I started with a medication called Atripla, which was a combination drug made up of Efavirenz, Emtricitabine, and Tenofovir. One of Atripla’s most common side effects was vivid dreaming, and, indeed, I dreamed vividly. There were nights when I couldn’t tell the difference between having my eyes open in the dark and when my eyes were closed. It affected my sleep and my daily mental state, though also at the time I was drinking heavily. The mixing of Atripla with alcohol equaled a blackout that wiped my memory clean. If I wanted to remember something I would attempt to write it down in my journal or on a piece of paper for the morning, though many times, my “handwriting” while drunk was just a storm of squiggly lines.
Thankfully, Ken eventually moved west. Honestly that time period is such a blur of alcohol and abuse and Atripla, that I’m not sure of the dates. I got sober, for the first time, in 2012, and in 2014, I won the opportunity through my work to live in Greece for a month.
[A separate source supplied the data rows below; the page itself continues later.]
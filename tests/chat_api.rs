use httpmock::Method::POST;
use httpmock::MockServer;
use serde_json::json;

use mcpbench::api::{ChatApi, ChatRequest, HttpChatApi, Message};
use mcpbench::error::BenchError;

fn request() -> ChatRequest {
    ChatRequest::new("gpt-4o-mini", vec![Message::user("hello")], None)
}

#[tokio::test]
async fn completion_parses_message_and_usage() {
    let server = MockServer::start();
    let mock = server.mock(|when, then| {
        when.method(POST)
            .path("/v1/chat/completions")
            .header("authorization", "Bearer test-key")
            .header("content-type", "application/json")
            .body_contains("\"model\":\"gpt-4o-mini\"")
            .body_contains("\"temperature\":0.0");
        then.status(200).json_body(json!({
            "choices": [{ "message": { "content": "hello back" } }],
            "usage": { "prompt_tokens": 9, "completion_tokens": 3, "total_tokens": 12 }
        }));
    });

    let api = HttpChatApi::new("test-key", &server.url("/v1/chat/completions")).unwrap();
    let response = api.complete(&request()).await.unwrap();

    mock.assert();
    assert_eq!(
        response.first_message().unwrap().content.as_deref(),
        Some("hello back")
    );
    let usage = response.usage.unwrap();
    assert_eq!(usage.prompt_tokens, 9);
    assert_eq!(usage.completion_tokens, 3);
}

#[tokio::test]
async fn non_success_status_is_a_fatal_api_error() {
    let server = MockServer::start();
    server.mock(|when, then| {
        when.method(POST).path("/v1/chat/completions");
        then.status(429).body("rate limited");
    });

    let api = HttpChatApi::new("test-key", &server.url("/v1/chat/completions")).unwrap();
    let err = api.complete(&request()).await.unwrap_err();

    match err {
        BenchError::ApiError { status, message } => {
            assert_eq!(status, 429);
            assert_eq!(message, "rate limited");
        }
        other => panic!("expected ApiError, got {}", other),
    }
}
Thanks to my connections to other gay men with HIV, I was able to get enough of my medication to take with me, so I wouldn’t need to somehow get my prescription refilled while in Greece. It was after that trip, that I asked my doctor to change to Genvoya, a drug similar to Atripla but without the vivid dreaming. Sober and on the new meds I was able to sleep.
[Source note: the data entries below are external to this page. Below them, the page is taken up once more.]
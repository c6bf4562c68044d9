use async_trait::async_trait;
use serde_json::{json, Value};

use crate::bridge::{openai_tool_def, render, CatalogEntry, SessionTable};
use crate::mcp::McpTool;
use crate::registry::ToolDescriptor;
use crate::script::{run_script, ScriptEnv};

/// What the agent loop offers the model each turn, and how a requested
/// call is executed. One implementation per strategy; all of them own the
/// session table for the duration of the run.
#[async_trait]
pub trait CallHandler: Send {
    fn offered_tools(&self) -> Vec<Value>;

    /// Executes one requested call. Total: failures come back as text.
    async fn handle(&mut self, name: &str, arguments: Value) -> String;
}

/// Traditional mode: every tool from every connected server, every turn.
pub struct TraditionalHandler {
    table: SessionTable,
    catalog: Vec<CatalogEntry>,
}

impl TraditionalHandler {
    pub fn new(table: SessionTable) -> Self {
        let catalog = table.catalog();
        Self { table, catalog }
    }

    pub fn tools_in_context(&self) -> usize {
        self.catalog.len()
    }

    pub fn into_table(self) -> SessionTable {
        self.table
    }
}

#[async_trait]
impl CallHandler for TraditionalHandler {
    fn offered_tools(&self) -> Vec<Value> {
        self.catalog
            .iter()
            .map(|entry| entry.definition.clone())
            .collect()
    }

    async fn handle(&mut self, name: &str, arguments: Value) -> String {
        let Some(entry) = self.catalog.iter().find(|e| e.offered_name == name) else {
            return format!("Error: Unknown tool {}", name);
        };
        let (server, tool) = (entry.server.clone(), entry.tool.clone());
        render(&self.table.dispatch(&server, &tool, arguments).await)
    }
}

/// Discovery mode after the sub-dialog: exactly one capability remains.
pub struct DiscoveryHandler {
    table: SessionTable,
    server: String,
    tool: String,
    definition: Value,
}

impl DiscoveryHandler {
    pub fn new(table: SessionTable, descriptor: &ToolDescriptor) -> Self {
        let tool = McpTool {
            name: descriptor.name.clone(),
            description: Some(descriptor.description.clone()),
            input_schema: descriptor.input_schema.clone(),
        };
        Self {
            table,
            server: descriptor.server_name.clone(),
            tool: descriptor.name.clone(),
            definition: openai_tool_def(&descriptor.name, &tool),
        }
    }

    pub fn into_table(self) -> SessionTable {
        self.table
    }
}

#[async_trait]
impl CallHandler for DiscoveryHandler {
    fn offered_tools(&self) -> Vec<Value> {
        vec![self.definition.clone()]
    }

    async fn handle(&mut self, name: &str, arguments: Value) -> String {
        if name != self.tool {
            return format!("Error: Unknown tool {}", name);
        }
        let (server, tool) = (self.server.clone(), self.tool.clone());
        render(&self.table.dispatch(&server, &tool, arguments).await)
    }
}

/// Code mode: one synthetic run_script capability; real tools are reached
/// through the script runner.
pub struct CodeHandler {
    table: SessionTable,
    env: ScriptEnv,
}

pub const RUN_SCRIPT_TOOL: &str = "run_script";

impl CodeHandler {
    pub fn new(table: SessionTable, env: ScriptEnv) -> Self {
        Self { table, env }
    }

    pub fn into_table(self) -> SessionTable {
        self.table
    }
}

#[async_trait]
impl CallHandler for CodeHandler {
    fn offered_tools(&self) -> Vec<Value> {
        vec![json!({
            "type": "function",
            "function": {
                "name": RUN_SCRIPT_TOOL,
                "description": "Executes a tool script, one statement per line. \
                    Use servers(), index(\"server\") and describe(\"server\", \"tool\") \
                    to explore the registry, then call a tool like \
                    get_current_time({\"timezone\": \"Europe/Amsterdam\"}).",
                "parameters": {
                    "type": "object",
                    "properties": {
                        "code": { "type": "string", "description": "The script to execute" }
                    },
                    "required": ["code"]
                }
            }
        })]
    }

    async fn handle(&mut self, name: &str, arguments: Value) -> String {
        if name != RUN_SCRIPT_TOOL {
            return format!("Error: Unknown tool {}", name);
        }
        let Some(code) = arguments.get("code").and_then(|c| c.as_str()) else {
            return "Error: run_script requires a 'code' string argument".to_string();
        };
        let code = code.to_string();
        run_script(&code, &self.env, &mut self.table).await
    }
}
On Atripla, my CD4 had gone up and stayed stable, and I had reached what is currently the most sought after effect of HIV medications: I’d become undetectable. Meaning that there is so little virus in my bloodstream that the virus is not growing in my body but is also untransmittable to my hypothetical partners.
Coming out in the 1990s, as a gay kid in a homophobic, sexphobic society, “safe sex” education focused on ways of not contracting what was then called STDs and not getting your girlfriend pregnant. There was not a coherent, intelligent conversation about being a homosexual in the high schools of western Kentucky in 1994, oddly enough. It was pretty well-assumed that I would “get HIV.” That as a gay person — amazing how the “kid” is dropped from your identity as soon as you come out, or your parents find out, or you are outed — it was my destiny or my punishment from the Christian god. I have been so used to the stigma associated with being gay living in Kentucky that I’ve been mostly surprised that I’ve not had to deal – much – with the stigma of being HIV+.
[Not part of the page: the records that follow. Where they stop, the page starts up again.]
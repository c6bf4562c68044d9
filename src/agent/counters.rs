use crate::api::Usage;

/// Running token totals for one agent run.
#[derive(Debug, Clone, Copy, Default, PartialEq, Eq)]
pub struct TokenCounters {
    pub prompt_tokens: u64,
    pub completion_tokens: u64,
}

impl TokenCounters {
    pub fn add(&mut self, usage: &Usage) {
        self.prompt_tokens += usage.prompt_tokens;
        self.completion_tokens += usage.completion_tokens;
    }

    pub fn total(&self) -> u64 {
        self.prompt_tokens + self.completion_tokens
    }
}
Dating, I tend to sero-sort, meaning I usually date only HIV+ men. It is just easier. The lack of information that gay men tend to have concerning HIV seems to come from a simple lack of experience with HIV. Most gay men today are so far removed from the “plague” of the 1980s and 90s. When I came out in the 90s, the only media that involved gay men typically centered around HIV, living with it, partners dying from it, Angel dancing in the streets with it. That isn’t the case now. It seems like that late 80s, early 90s world in which HIV/AIDS was constantly breathing down your neck just disappeared, and all those people who died from it never existed. I find myself jealous of younger generations who, even with all the problems we are currently facing, have that space to live in, and, perhaps, I had some hand in creating it for them.
Dr. Matheny has retired. I am part of the Ryan White Project at the University of Kentucky’s Bluegrass Care Clinic. My CD4 count is 1,141 and I am still undetectable. I still take Genvoya among other pills for other non-HIV-related health issues. I dream a regular amount. I’ve been sober for a handful of years and also single. There are commercials for HIV and PrEP on TV. Life simply goes on.